Wu Fen-Fen, Ryan Aisling, Devaney Joseph, Warnstedt Maike, Korade-Mirnics Zeljka, Poser Barbara, Escriva Maria Jose, Pegoraro Elena, Yee Audrey S, Felice Kevin J, Giuliani Michael J, Mayer Richard F, Mongini Tiziana, Palmucci Laura, Marino Michael, Rüdel Reinhardt, Hoffman Eric P, Fahlke Christoph
Department of Human Genetics, University of Pittsburgh, PA, USA.
Brain. 2002 Nov;125(Pt 11):2392-407. doi: 10.1093/brain/awf246.

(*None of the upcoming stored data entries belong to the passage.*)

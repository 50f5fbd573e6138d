use std::sync::Arc;

use crate::channel_bindings::ChannelBindings;
use crate::context::SecurityContext;
use crate::credentials::CredentialHandle;
use crate::gss::GssShared;
use crate::{ContextFlags, Result};

/// Creates an acceptor [`SecurityContext`]. Returned by
/// [`Gss::accept_security_context`](crate::Gss::accept_security_context).
#[derive(Debug)]
pub struct AcceptSecurityContext<'a> {
    pub(crate) shared: Arc<GssShared>,

    pub credential: Option<&'a CredentialHandle>,
    /// Features the acceptor is willing to provide. The achieved set never exceeds it.
    pub context_requirements: ContextFlags,
    pub channel_bindings: Option<ChannelBindings>,
}

impl<'a> AcceptSecurityContext<'a> {
    pub(crate) fn new(shared: Arc<GssShared>) -> Self {
        Self {
            shared,
            credential: None,
            context_requirements: ContextFlags::acceptor_default(),
            channel_bindings: None,
        }
    }

    /// Accept credential. Without it any key the provider holds may accept.
    pub fn with_credential(self, credential: &'a CredentialHandle) -> Self {
        Self {
            credential: Some(credential),
            ..self
        }
    }

    pub fn with_context_requirements(self, context_requirements: ContextFlags) -> Self {
        Self {
            context_requirements,
            ..self
        }
    }

    pub fn with_channel_bindings(self, channel_bindings: ChannelBindings) -> Self {
        Self {
            channel_bindings: Some(channel_bindings),
            ..self
        }
    }

    pub fn build(self) -> Result<SecurityContext> {
        SecurityContext::new_acceptor(self)
    }
}
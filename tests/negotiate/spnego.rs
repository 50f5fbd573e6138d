use gss_negotiate::{ContextFlags, CredentialUsage, ErrorKind, GssConfig, MechanismId, NegotiationState, SecurityStatus};

use crate::common::{self, CLIENT, NTLM_ONLY_CLIENT, SERVICE};

#[test]
fn kerberos_is_preferred() {
    let (_, gss) = common::setup(GssConfig::default());
    let client_credential = common::credential(&gss, CLIENT, CredentialUsage::Initiate, MechanismId::Spnego);
    let server_credential = common::credential(&gss, SERVICE, CredentialUsage::Accept, MechanismId::Spnego);

    let mut client = common::client(&gss, &client_credential, SERVICE, common::protection_flags());
    let mut server = common::server(&gss, &server_credential);

    common::negotiate(&mut client, &mut server).unwrap();

    assert_eq!(client.negotiated_mechanism(), Some(&MechanismId::Kerberos));
    assert_eq!(server.negotiated_mechanism(), Some(&MechanismId::Kerberos));
    assert_eq!(client.mechanism(), &MechanismId::Kerberos);
    assert_eq!(client.rounds(), 2);
    assert_eq!(server.rounds(), 1);
    assert!(client.achieved_flags().contains(ContextFlags::MUTUAL));
    assert_eq!(server.peer_name(), Some(CLIENT));
}

#[test]
fn falls_back_to_ntlm_without_kerberos_keys() {
    let (_, gss) = common::setup(GssConfig::default());
    let client_credential = common::credential(&gss, NTLM_ONLY_CLIENT, CredentialUsage::Initiate, MechanismId::Spnego);
    let server_credential = common::credential(&gss, SERVICE, CredentialUsage::Accept, MechanismId::Spnego);

    let mut client = common::client(&gss, &client_credential, SERVICE, common::protection_flags());
    let mut server = common::server(&gss, &server_credential);

    common::negotiate(&mut client, &mut server).unwrap();

    assert_eq!(client.negotiated_mechanism(), Some(&MechanismId::Ntlm));
    assert_eq!(server.negotiated_mechanism(), Some(&MechanismId::Ntlm));
    assert_eq!(client.rounds(), 3);
    assert_eq!(server.rounds(), 2);
    // NTLM has no acceptor proof
    assert!(!client.achieved_flags().contains(ContextFlags::MUTUAL));
    assert!(client.achieved_flags().contains(ContextFlags::CONFIDENTIALITY));
    assert_eq!(server.peer_name(), Some(NTLM_ONLY_CLIENT));

    let message = client.wrap(b"over ntlm", true).unwrap();
    assert_eq!(server.unwrap(&message).unwrap().plaintext, b"over ntlm");
}

#[test]
fn ip_address_target_uses_ntlm() {
    let (_, gss) = common::setup(GssConfig::default());
    let client_credential = common::credential(&gss, CLIENT, CredentialUsage::Initiate, MechanismId::Spnego);
    let server_credential = common::credential(&gss, SERVICE, CredentialUsage::Accept, MechanismId::Spnego);

    let mut client = common::client(&gss, &client_credential, "HTTP@10.0.0.5", common::protection_flags());
    assert_eq!(client.mechanism(), &MechanismId::Ntlm);

    let mut server = common::server(&gss, &server_credential);

    common::negotiate(&mut client, &mut server).unwrap();

    assert_eq!(client.negotiated_mechanism(), Some(&MechanismId::Ntlm));
    assert_eq!(server.negotiated_mechanism(), Some(&MechanismId::Ntlm));
    assert_eq!(client.rounds(), 2);
    assert_eq!(server.rounds(), 2);
}

#[test]
fn ip_address_target_keeps_negotiate_without_fallback() {
    let (_, gss) = common::setup(GssConfig {
        ntlm_fallback: false,
        ..Default::default()
    });
    let client_credential = common::credential(&gss, CLIENT, CredentialUsage::Initiate, MechanismId::Spnego);

    let client = common::client(&gss, &client_credential, "HTTP@10.0.0.5", common::protection_flags());

    assert_eq!(client.mechanism(), &MechanismId::Spnego);
}

#[test]
fn no_common_mechanism_without_fallback() {
    let (_, gss) = common::setup(GssConfig {
        ntlm_fallback: false,
        ..Default::default()
    });
    let client_credential = common::credential(&gss, NTLM_ONLY_CLIENT, CredentialUsage::Initiate, MechanismId::Spnego);

    let mut client = common::client(&gss, &client_credential, SERVICE, common::protection_flags());
    let err = client.initiate(None).unwrap_err();

    assert_eq!(err.kind(), ErrorKind::MechanismUnsupported);
    assert_eq!(client.state(), NegotiationState::Failed);

    let err = client.initiate(None).unwrap_err();
    assert_eq!(err.kind(), ErrorKind::OutOfSequence);
}

#[test]
fn acceptor_speaks_first() {
    let (_, gss) = common::setup(GssConfig::default());
    let client_credential = common::credential(&gss, CLIENT, CredentialUsage::Initiate, MechanismId::Spnego);
    let server_credential = common::credential(&gss, SERVICE, CredentialUsage::Accept, MechanismId::Spnego);

    let mut client = common::client(&gss, &client_credential, SERVICE, common::protection_flags());
    let mut server = common::server(&gss, &server_credential);

    let hint = server.accept(&[]).unwrap();
    assert_eq!(hint.status, SecurityStatus::ContinueNeeded);
    assert!(hint.output.as_ref().is_some_and(|token| !token.is_empty()));
    assert_eq!(server.state(), NegotiationState::Negotiating);

    common::negotiate_from(&mut client, &mut server, hint.output).unwrap();

    assert_eq!(client.negotiated_mechanism(), Some(&MechanismId::Kerberos));
    assert_eq!(server.rounds(), 2);
}

#[test]
fn kerberos_acceptor_waits_for_the_initiator() {
    let (_, gss) = common::setup(GssConfig::default());
    let client_credential = common::credential(&gss, CLIENT, CredentialUsage::Initiate, MechanismId::Kerberos);
    let server_credential = common::credential(&gss, SERVICE, CredentialUsage::Accept, MechanismId::Kerberos);

    let mut client = common::client(&gss, &client_credential, SERVICE, ContextFlags::MUTUAL);
    let mut server = common::server(&gss, &server_credential);

    // the raw mechanism has nothing to say first
    let err = server.accept(&[]).unwrap_err();
    assert_eq!(err.kind(), ErrorKind::NegotiationFailed);
    assert_eq!(server.state(), NegotiationState::Failed);

    let mut server = common::server(&gss, &server_credential);
    common::negotiate(&mut client, &mut server).unwrap();
}

#[test]
fn tokens_are_spnego_messages() {
    const SPNEGO_OID: [u8; 8] = [0x06, 0x06, 0x2b, 0x06, 0x01, 0x05, 0x05, 0x02];

    let (_, gss) = common::setup(GssConfig::default());
    let client_credential = common::credential(&gss, CLIENT, CredentialUsage::Initiate, MechanismId::Spnego);
    let server_credential = common::credential(&gss, SERVICE, CredentialUsage::Accept, MechanismId::Spnego);

    let mut client = common::client(&gss, &client_credential, SERVICE, ContextFlags::MUTUAL);
    let mut server = common::server(&gss, &server_credential);

    let init = client.initiate(None).unwrap().output.unwrap();
    assert_eq!(init[0], 0x60);
    assert!(init.windows(SPNEGO_OID.len()).any(|window| window == SPNEGO_OID));

    // negTokenResp is context tag 1
    let response = server.accept(&init).unwrap().output.unwrap();
    assert_eq!(response[0], 0xa1);

    client.initiate(Some(&response[..])).unwrap();
    assert!(client.is_established());
}
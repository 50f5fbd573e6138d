use std::fmt;

use zeroize::{Zeroize, ZeroizeOnDrop};

/// Holds a password or key material. The value is wiped when dropped and never printed.
#[derive(Zeroize, ZeroizeOnDrop, Eq, PartialEq, Default, Clone)]
pub struct Secret<T: Zeroize>(T);

impl<T: Zeroize> Secret<T> {
    pub fn new(inner: T) -> Self {
        Self(inner)
    }
}

impl Secret<Vec<u8>> {
    pub fn is_empty(&self) -> bool {
        self.0.is_empty()
    }
}

impl<T: Zeroize> fmt::Debug for Secret<T> {
    fn fmt(&self, f: &mut fmt::Formatter<'_>) -> fmt::Result {
        write!(f, "Secret")
    }
}

impl<T: Zeroize> fmt::Display for Secret<T> {
    fn fmt(&self, f: &mut fmt::Formatter<'_>) -> fmt::Result {
        write!(f, "(secret)")
    }
}

impl<T: Zeroize> AsRef<T> for Secret<T> {
    fn as_ref(&self) -> &T {
        &self.0
    }
}

impl<T: Zeroize> From<T> for Secret<T> {
    fn from(inner: T) -> Self {
        Self(inner)
    }
}

impl From<&str> for Secret<String> {
    fn from(inner: &str) -> Self {
        Self(inner.to_owned())
    }
}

Myotonia is a condition characterized by impaired relaxation of muscle following sudden forceful contraction. We systematically screened all 23 exons of the CLCN1 gene in 88 unrelated patients with myotonia and identified mutations in 14 patients. Six novel mutations were discovered: five were missense (S132C, L283F, T310M, F428S and T550M) found in heterozygous patients, and one was a nonsense mutation (E193X) in a homozygous patient. While five patients had a clinical diagnosis of myotonia congenita, the patient with the F428S mutation exhibited symptoms characteristic of paramyotonia congenita--a condition usually thought to be caused by mutations in the sodium channel gene SCN4A. Nevertheless, no mutations in SCN4A were identified in this patient. The functional consequences of the novel CLCN1 sequence variants were explored by recording chloride currents from human embryonic kidney cells transiently expressing homo- or heterodimeric mutant channels. The five tested mutations caused distinct functional alterations of the homodimeric human muscle chloride ion channel hClC-1. S132C and T550M conferred novel hyperpolarization-induced gating steps, L283F and T310M caused a shift of the activation curve to more positive potentials and F428S reduced the expression level of hClC-1 channels. All showed a dominant-negative effect. For S132C, L283F, T310M and T550M, heterodimeric channels consisting of one wild-type (WT) and one mutant subunit exhibited a shifted activation curve at low intracellular [Cl(-)]. WT-F428S channels displayed properties similar to WT hClC-1, but expressed at significantly lower levels. The novel mutations exhibit a broad variety of functional defects that, by distinct mechanisms, cause a significant reduction of the resting chloride conductance in muscle of heterozygous patients. Our results provide novel insights into functional alterations and clinical symptoms caused by mutations in CLCN1.
肌强直是一种在突然强力收缩后肌肉松弛受损为特征的病症。我们系统地筛查了88例无关的肌强直患者中CLCN1基因的所有23个外显子,并在14例患者中鉴定出突变。发现了6个新突变:5个是错义突变(S132C、L283F、T310M、F428S和T550M),见于杂合子患者,1个是纯合子患者中的无义突变(E193X)。虽然5例患者临床诊断为先天性肌强直,但携带F428S突变的患者表现出先天性副肌强直的症状——一种通常认为由钠通道基因SCN4A突变引起的病症。然而,该患者未鉴定出SCN4A突变。通过记录瞬时表达同型或异型二聚体突变通道的人胚肾细胞的氯离子电流,探索了新的CLCN1序列变异的功能后果。所测试的5个突变导致同型二聚体人肌肉氯离子通道hClC-1发生明显的功能改变。S132C和T550M赋予了新的超极化诱导门控步骤,L283F和T310M使激活曲线向更正电位偏移,F428S降低了hClC-1通道的表达水平。所有突变均显示出显性负效应。对于S132C、L283F、T310M和T550M,由一个野生型(WT)和一个突变亚基组成的异型二聚体通道在低细胞内[Cl(-)]时显示出激活曲线偏移。WT-F428S通道表现出与WT hClC-1相似的特性,但表达水平显著降低。这些新突变表现出广泛的功能缺陷,通过不同机制导致杂合子患者肌肉中静息氯电导显著降低。我们的结果为CLCN1突变引起的功能改变和临床症状提供了新的见解。